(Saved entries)
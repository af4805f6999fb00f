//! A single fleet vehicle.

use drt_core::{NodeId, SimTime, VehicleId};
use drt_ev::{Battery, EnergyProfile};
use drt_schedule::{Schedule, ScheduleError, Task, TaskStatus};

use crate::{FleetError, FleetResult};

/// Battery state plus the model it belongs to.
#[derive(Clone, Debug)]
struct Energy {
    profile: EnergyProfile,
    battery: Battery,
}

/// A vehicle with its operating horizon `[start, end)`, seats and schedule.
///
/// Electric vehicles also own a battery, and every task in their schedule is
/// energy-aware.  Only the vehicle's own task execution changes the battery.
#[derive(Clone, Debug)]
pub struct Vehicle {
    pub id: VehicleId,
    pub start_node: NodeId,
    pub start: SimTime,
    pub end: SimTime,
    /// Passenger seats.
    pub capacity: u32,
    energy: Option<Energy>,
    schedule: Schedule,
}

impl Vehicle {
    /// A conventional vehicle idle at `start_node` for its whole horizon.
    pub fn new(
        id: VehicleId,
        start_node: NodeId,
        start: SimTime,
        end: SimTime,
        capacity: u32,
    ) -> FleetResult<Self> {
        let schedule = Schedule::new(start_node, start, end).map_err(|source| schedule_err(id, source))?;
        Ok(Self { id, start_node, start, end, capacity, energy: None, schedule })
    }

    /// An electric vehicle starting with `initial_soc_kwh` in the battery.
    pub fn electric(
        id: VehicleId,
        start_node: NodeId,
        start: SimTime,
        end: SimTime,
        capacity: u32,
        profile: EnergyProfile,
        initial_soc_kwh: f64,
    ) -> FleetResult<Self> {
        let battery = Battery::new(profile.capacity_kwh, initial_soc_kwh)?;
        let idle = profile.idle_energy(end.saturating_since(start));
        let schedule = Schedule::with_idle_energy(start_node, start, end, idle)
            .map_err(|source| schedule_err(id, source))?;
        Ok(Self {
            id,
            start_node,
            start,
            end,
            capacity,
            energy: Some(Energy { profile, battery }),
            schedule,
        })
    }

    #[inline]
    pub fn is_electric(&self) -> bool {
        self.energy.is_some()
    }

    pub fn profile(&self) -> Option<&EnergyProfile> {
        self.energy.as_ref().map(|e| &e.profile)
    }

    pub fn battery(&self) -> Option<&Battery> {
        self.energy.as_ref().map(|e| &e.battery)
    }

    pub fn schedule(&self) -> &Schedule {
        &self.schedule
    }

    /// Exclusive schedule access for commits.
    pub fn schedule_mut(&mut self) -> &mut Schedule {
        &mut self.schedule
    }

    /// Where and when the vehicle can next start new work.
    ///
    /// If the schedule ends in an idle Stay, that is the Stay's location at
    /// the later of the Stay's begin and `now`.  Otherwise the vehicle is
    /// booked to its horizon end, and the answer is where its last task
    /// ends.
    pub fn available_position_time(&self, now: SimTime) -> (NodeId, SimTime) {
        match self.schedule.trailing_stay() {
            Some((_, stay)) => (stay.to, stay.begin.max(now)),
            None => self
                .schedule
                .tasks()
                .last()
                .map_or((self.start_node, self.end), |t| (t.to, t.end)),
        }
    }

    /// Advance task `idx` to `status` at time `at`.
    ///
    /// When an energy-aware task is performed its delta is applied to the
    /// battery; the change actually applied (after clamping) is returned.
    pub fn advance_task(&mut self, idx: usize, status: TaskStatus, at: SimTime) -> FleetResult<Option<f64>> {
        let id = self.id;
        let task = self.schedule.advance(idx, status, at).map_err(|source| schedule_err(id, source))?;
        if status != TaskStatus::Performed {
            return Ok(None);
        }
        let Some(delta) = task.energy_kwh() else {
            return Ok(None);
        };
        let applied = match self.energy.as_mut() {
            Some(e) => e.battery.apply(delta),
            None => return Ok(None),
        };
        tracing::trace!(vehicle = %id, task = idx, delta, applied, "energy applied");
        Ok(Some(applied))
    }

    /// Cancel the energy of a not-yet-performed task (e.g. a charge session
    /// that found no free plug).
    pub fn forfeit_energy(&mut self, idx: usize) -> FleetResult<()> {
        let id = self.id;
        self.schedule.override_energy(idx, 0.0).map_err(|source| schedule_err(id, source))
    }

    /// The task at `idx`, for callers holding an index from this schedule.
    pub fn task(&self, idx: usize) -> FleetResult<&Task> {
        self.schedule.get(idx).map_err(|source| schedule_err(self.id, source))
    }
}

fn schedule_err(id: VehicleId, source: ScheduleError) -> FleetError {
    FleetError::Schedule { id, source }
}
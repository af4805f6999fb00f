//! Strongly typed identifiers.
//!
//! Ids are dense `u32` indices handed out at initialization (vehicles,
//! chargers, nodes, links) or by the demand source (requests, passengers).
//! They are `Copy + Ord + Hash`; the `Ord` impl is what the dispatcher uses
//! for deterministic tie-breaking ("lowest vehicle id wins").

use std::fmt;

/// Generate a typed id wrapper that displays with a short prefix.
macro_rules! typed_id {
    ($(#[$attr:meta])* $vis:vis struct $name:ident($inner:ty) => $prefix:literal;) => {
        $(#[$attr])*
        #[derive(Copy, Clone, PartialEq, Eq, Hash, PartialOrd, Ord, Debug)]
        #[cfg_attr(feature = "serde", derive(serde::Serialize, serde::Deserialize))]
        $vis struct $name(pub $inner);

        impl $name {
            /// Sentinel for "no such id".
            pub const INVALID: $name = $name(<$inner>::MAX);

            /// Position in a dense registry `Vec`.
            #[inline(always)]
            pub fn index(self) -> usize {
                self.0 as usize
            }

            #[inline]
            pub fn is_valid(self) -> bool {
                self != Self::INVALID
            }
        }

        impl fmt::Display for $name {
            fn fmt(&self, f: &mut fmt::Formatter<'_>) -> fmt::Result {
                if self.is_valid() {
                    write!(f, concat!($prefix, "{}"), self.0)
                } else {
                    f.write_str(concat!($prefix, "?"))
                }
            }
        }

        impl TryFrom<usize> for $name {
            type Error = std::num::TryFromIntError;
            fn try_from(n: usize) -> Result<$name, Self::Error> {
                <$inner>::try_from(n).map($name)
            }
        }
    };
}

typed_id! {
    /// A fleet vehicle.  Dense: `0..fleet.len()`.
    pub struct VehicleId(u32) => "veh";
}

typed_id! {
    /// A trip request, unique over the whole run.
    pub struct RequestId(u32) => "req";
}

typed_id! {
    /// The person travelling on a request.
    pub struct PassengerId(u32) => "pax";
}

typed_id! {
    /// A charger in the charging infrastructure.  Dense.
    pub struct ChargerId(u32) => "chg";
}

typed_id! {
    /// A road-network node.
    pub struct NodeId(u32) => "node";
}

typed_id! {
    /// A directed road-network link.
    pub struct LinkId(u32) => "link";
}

- [The problem]
Retype all the records above without changing a word.

- [Solution for this exercise]
repository af4805f6999fb00f
//! A single fleet vehicle.

use drt_core::{NodeId, SimTime, VehicleId};
use drt_ev::{Battery, EnergyProfile};
use drt_schedule::{Schedule, ScheduleError, Task, TaskStatus};

use crate::{FleetError, FleetResult};

/// Battery state plus the model it belongs to.
#[derive(Clone, Debug)]
struct Energy {
    profile: EnergyProfile,
    battery: Battery,
}

/// A vehicle with its operating horizon `[start, end)`, seats and schedule.
///
/// Electric vehicles also own a battery, and every task in their schedule is
/// energy-aware.  Only the vehicle's own task execution changes the battery.
#[derive(Clone, Debug)]
pub struct Vehicle {
    pub id: VehicleId,
    pub start_node: NodeId,
    pub start: SimTime,
    pub end: SimTime,
    /// Passenger seats.
    pub capacity: u32,
    energy: Option<Energy>,
    schedule: Schedule,
}

impl Vehicle {
    /// A conventional vehicle idle at `start_node` for its whole horizon.
    pub fn new(
        id: VehicleId,
        start_node: NodeId,
        start: SimTime,
        end: SimTime,
        capacity: u32,
    ) -> FleetResult<Self> {
        let schedule = Schedule::new(start_node, start, end).map_err(|source| schedule_err(id, source))?;
        Ok(Self { id, start_node, start, end, capacity, energy: None, schedule })
    }

    /// An electric vehicle starting with `initial_soc_kwh` in the battery.
    pub fn electric(
        id: VehicleId,
        start_node: NodeId,
        start: SimTime,
        end: SimTime,
        capacity: u32,
        profile: EnergyProfile,
        initial_soc_kwh: f64,
    ) -> FleetResult<Self> {
        let battery = Battery::new(profile.capacity_kwh, initial_soc_kwh)?;
        let idle = profile.idle_energy(end.saturating_since(start));
        let schedule = Schedule::with_idle_energy(start_node, start, end, idle)
            .map_err(|source| schedule_err(id, source))?;
        Ok(Self {
            id,
            start_node,
            start,
            end,
            capacity,
            energy: Some(Energy { profile, battery }),
            schedule,
        })
    }

    #[inline]
    pub fn is_electric(&self) -> bool {
        self.energy.is_some()
    }

    pub fn profile(&self) -> Option<&EnergyProfile> {
        self.energy.as_ref().map(|e| &e.profile)
    }

    pub fn battery(&self) -> Option<&Battery> {
        self.energy.as_ref().map(|e| &e.battery)
    }

    pub fn schedule(&self) -> &Schedule {
        &self.schedule
    }

    /// Exclusive schedule access for commits.
    pub fn schedule_mut(&mut self) -> &mut Schedule {
        &mut self.schedule
    }

    /// Where and when the vehicle can next start new work.
    ///
    /// If the schedule ends in an idle Stay, that is the Stay's location at
    /// the later of the Stay's begin and `now`.  Otherwise the vehicle is
    /// booked to its horizon end, and the answer is where its last task
    /// ends.
    pub fn available_position_time(&self, now: SimTime) -> (NodeId, SimTime) {
        match self.schedule.trailing_stay() {
            Some((_, stay)) => (stay.to, stay.begin.max(now)),
            None => self
                .schedule
                .tasks()
                .last()
                .map_or((self.start_node, self.end), |t| (t.to, t.end)),
        }
    }

    /// Advance task `idx` to `status` at time `at`.
    ///
    /// When an energy-aware task is performed its delta is applied to the
    /// battery; the change actually applied (after clamping) is returned.
    pub fn advance_task(&mut self, idx: usize, status: TaskStatus, at: SimTime) -> FleetResult<Option<f64>> {
        let id = self.id;
        let task = self.schedule.advance(idx, status, at).map_err(|source| schedule_err(id, source))?;
        if status != TaskStatus::Performed {
            return Ok(None);
        }
        let Some(delta) = task.energy_kwh() else {
            return Ok(None);
        };
        let applied = match self.energy.as_mut() {
            Some(e) => e.battery.apply(delta),
            None => return Ok(None),
        };
        tracing::trace!(vehicle = %id, task = idx, delta, applied, "energy applied");
        Ok(Some(applied))
    }

    /// Cancel the energy of a not-yet-performed task (e.g. a charge session
    /// that found no free plug).
    pub fn forfeit_energy(&mut self, idx: usize) -> FleetResult<()> {
        let id = self.id;
        self.schedule.override_energy(idx, 0.0).map_err(|source| schedule_err(id, source))
    }

    /// The task at `idx`, for callers holding an index from this schedule.
    pub fn task(&self, idx: usize) -> FleetResult<&Task> {
        self.schedule.get(idx).map_err(|source| schedule_err(self.id, source))
    }
}

fn schedule_err(id: VehicleId, source: ScheduleError) -> FleetError {
    FleetError::Schedule { id, source }
}
repository af4805f6999fb00f
//! Strongly typed identifiers.
//!
//! Ids are dense `u32` indices handed out at initialization (vehicles,
//! chargers, nodes, links) or by the demand source (requests, passengers).
//! They are `Copy + Ord + Hash`; the `Ord` impl is what the dispatcher uses
//! for deterministic tie-breaking ("lowest vehicle id wins").

use std::fmt;

/// Generate a typed id wrapper that displays with a short prefix.
macro_rules! typed_id {
    ($(#[$attr:meta])* $vis:vis struct $name:ident($inner:ty) => $prefix:literal;) => {
        $(#[$attr])*
        #[derive(Copy, Clone, PartialEq, Eq, Hash, PartialOrd, Ord, Debug)]
        #[cfg_attr(feature = "serde", derive(serde::Serialize, serde::Deserialize))]
        $vis struct $name(pub $inner);

        impl $name {
            /// Sentinel for "no such id".
            pub const INVALID: $name = $name(<$inner>::MAX);

            /// Position in a dense registry `Vec`.
            #[inline(always)]
            pub fn index(self) -> usize {
                self.0 as usize
            }

            #[inline]
            pub fn is_valid(self) -> bool {
                self != Self::INVALID
            }
        }

        impl fmt::Display for $name {
            fn fmt(&self, f: &mut fmt::Formatter<'_>) -> fmt::Result {
                if self.is_valid() {
                    write!(f, concat!($prefix, "{}"), self.0)
                } else {
                    f.write_str(concat!($prefix, "?"))
                }
            }
        }

        impl TryFrom<usize> for $name {
            type Error = std::num::TryFromIntError;
            fn try_from(n: usize) -> Result<$name, Self::Error> {
                <$inner>::try_from(n).map($name)
            }
        }
    };
}

typed_id! {
    /// A fleet vehicle.  Dense: `0..fleet.len()`.
    pub struct VehicleId(u32) => "veh";
}

typed_id! {
    /// A trip request, unique over the whole run.
    pub struct RequestId(u32) => "req";
}

typed_id! {
    /// The person travelling on a request.
    pub struct PassengerId(u32) => "pax";
}

typed_id! {
    /// A charger in the charging infrastructure.  Dense.
    pub struct ChargerId(u32) => "chg";
}

typed_id! {
    /// A road-network node.
    pub struct NodeId(u32) => "node";
}

typed_id! {
    /// A directed road-network link.
    pub struct LinkId(u32) => "link";
}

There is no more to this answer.